▶ **Description of the task**
Beneath this task are records; print exactly the stretch of them from the line with "repository 6cdd123482550a55" through the line with "use std::path::PathBuf;", both ends included.

Start of Data listing

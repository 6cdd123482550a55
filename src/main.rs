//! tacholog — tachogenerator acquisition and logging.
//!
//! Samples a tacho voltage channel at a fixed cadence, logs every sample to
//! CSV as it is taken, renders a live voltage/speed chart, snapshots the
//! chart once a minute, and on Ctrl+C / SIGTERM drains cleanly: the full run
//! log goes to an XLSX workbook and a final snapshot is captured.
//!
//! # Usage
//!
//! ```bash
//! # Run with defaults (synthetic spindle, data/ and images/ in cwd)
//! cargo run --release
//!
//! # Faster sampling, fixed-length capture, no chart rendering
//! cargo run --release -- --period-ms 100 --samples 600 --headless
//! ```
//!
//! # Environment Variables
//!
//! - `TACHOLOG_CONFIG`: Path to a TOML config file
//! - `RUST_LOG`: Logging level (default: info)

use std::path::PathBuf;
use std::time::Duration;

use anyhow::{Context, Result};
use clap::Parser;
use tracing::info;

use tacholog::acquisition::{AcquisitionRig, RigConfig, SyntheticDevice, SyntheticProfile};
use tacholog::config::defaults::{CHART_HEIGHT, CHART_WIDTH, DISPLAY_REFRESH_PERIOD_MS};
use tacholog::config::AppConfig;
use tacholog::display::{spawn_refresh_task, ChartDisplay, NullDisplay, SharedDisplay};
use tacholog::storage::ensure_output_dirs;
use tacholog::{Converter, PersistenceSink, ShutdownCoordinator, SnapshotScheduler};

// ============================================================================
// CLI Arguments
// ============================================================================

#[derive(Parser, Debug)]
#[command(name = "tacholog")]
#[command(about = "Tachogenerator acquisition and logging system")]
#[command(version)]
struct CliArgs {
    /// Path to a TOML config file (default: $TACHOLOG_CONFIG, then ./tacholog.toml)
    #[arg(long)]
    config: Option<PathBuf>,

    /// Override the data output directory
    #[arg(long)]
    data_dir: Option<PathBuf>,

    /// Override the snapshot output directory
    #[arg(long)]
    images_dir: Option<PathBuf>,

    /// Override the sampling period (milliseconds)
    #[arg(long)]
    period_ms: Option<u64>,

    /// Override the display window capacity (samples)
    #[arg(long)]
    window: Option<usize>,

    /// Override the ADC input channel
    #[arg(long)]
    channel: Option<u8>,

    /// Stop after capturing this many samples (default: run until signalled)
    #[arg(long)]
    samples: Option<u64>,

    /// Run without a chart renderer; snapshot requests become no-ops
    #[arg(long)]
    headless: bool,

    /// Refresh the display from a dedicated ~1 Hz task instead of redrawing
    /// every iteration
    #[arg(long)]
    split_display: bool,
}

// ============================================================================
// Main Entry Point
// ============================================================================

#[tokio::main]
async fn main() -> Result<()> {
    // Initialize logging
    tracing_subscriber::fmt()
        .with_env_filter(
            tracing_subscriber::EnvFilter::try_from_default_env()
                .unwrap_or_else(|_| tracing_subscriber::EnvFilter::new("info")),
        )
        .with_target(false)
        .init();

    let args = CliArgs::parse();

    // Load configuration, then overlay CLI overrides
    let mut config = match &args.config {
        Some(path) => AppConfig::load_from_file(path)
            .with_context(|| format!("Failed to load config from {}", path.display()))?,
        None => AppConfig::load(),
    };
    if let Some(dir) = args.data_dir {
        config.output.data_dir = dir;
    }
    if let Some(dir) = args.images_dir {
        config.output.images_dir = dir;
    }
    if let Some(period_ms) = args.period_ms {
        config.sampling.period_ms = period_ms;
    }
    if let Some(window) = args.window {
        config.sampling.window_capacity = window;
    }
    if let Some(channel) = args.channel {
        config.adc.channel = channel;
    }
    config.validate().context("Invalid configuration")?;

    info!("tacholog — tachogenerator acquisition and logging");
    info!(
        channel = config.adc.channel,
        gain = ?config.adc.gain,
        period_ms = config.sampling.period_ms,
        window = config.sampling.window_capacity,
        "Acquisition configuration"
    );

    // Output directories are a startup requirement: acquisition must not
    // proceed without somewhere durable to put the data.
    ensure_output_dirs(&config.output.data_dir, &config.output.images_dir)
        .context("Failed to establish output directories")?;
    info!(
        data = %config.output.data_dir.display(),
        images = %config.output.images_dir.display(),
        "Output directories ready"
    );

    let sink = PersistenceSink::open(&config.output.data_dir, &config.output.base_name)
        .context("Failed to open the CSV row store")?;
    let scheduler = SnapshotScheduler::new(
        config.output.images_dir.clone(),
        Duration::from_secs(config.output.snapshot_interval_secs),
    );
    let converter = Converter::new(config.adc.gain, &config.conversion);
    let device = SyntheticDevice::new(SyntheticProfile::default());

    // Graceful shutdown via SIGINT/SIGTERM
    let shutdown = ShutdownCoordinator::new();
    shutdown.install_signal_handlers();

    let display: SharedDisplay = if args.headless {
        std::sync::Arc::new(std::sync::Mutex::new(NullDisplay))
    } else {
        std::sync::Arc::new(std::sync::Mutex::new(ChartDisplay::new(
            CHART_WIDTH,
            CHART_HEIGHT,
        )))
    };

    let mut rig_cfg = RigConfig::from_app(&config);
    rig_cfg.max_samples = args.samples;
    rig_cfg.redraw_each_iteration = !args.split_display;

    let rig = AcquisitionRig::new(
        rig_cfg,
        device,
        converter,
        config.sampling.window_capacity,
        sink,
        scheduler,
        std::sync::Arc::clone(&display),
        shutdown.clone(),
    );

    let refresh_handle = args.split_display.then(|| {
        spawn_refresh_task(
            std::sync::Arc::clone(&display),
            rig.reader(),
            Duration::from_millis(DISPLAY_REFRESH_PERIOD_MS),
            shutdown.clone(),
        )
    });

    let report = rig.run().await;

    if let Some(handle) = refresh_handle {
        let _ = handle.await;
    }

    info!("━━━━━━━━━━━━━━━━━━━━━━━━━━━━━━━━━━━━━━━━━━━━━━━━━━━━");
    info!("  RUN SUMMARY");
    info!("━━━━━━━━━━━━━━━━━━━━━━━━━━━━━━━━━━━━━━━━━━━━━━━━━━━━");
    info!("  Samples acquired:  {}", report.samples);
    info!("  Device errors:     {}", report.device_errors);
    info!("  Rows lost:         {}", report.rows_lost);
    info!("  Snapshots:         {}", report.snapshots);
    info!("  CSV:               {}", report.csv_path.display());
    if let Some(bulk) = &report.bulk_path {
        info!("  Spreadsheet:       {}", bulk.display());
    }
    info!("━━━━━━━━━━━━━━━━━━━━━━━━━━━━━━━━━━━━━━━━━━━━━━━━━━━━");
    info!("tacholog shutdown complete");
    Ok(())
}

End of Data listing
Start of Data listing

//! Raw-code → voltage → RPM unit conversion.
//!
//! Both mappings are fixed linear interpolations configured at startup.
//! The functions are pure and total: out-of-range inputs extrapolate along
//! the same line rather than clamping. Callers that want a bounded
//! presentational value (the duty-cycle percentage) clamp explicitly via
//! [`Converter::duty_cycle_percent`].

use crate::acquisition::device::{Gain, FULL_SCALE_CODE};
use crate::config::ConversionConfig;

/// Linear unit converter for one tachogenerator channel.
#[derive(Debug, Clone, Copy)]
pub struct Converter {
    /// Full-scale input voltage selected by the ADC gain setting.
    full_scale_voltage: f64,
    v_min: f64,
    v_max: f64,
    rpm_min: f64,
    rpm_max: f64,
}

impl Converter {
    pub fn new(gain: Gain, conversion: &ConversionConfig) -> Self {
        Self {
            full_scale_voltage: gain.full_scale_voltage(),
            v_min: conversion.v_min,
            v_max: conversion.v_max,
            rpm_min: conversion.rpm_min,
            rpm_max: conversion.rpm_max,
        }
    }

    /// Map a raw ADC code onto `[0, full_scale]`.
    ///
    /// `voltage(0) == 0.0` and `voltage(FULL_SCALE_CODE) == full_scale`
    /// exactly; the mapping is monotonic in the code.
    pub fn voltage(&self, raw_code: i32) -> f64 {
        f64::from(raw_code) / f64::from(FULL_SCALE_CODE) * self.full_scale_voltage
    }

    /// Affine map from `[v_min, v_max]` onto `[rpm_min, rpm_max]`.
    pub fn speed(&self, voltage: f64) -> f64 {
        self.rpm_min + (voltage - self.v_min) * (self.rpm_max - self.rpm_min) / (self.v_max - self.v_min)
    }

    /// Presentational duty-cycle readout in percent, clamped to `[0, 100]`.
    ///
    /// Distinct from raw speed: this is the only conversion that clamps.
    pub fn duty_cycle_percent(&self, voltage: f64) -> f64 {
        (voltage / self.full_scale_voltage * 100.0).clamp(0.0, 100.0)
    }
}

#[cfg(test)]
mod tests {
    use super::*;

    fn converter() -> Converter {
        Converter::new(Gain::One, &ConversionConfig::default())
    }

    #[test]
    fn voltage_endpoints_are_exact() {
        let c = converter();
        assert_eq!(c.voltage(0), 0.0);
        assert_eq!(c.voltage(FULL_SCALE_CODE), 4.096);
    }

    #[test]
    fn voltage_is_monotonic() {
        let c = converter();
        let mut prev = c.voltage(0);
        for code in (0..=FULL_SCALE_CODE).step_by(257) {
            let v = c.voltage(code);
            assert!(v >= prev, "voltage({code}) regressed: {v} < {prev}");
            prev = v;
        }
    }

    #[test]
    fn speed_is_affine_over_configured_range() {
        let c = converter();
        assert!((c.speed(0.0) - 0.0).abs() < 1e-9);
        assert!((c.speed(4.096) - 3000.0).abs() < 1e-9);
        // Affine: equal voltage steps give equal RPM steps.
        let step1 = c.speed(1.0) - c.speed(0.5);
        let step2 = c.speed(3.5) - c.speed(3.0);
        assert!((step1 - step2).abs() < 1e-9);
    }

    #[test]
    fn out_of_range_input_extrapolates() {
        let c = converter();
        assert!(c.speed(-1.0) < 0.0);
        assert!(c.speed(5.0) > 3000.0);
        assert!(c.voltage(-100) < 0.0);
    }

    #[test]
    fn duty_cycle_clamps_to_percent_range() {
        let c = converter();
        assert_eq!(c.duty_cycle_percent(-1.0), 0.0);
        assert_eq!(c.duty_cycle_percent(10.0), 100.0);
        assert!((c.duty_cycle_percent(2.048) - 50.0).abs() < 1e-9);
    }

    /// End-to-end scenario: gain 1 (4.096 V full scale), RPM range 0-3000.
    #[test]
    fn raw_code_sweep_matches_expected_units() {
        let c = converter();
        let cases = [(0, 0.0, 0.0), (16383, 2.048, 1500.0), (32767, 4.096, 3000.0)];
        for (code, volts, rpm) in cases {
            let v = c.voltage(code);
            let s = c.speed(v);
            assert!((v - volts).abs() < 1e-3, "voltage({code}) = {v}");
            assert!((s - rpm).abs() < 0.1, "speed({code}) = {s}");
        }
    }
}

End of Data listing

▶ **The answer**
repository 6cdd123482550a55
filename src/main.rs
//! tacholog — tachogenerator acquisition and logging.
//!
//! Samples a tacho voltage channel at a fixed cadence, logs every sample to
//! CSV as it is taken, renders a live voltage/speed chart, snapshots the
//! chart once a minute, and on Ctrl+C / SIGTERM drains cleanly: the full run
//! log goes to an XLSX workbook and a final snapshot is captured.
//!
//! # Usage
//!
//! ```bash
//! # Run with defaults (synthetic spindle, data/ and images/ in cwd)
//! cargo run --release
//!
//! # Faster sampling, fixed-length capture, no chart rendering
//! cargo run --release -- --period-ms 100 --samples 600 --headless
//! ```
//!
//! # Environment Variables
//!
//! - `TACHOLOG_CONFIG`: Path to a TOML config file
//! - `RUST_LOG`: Logging level (default: info)

use std::path::PathBuf;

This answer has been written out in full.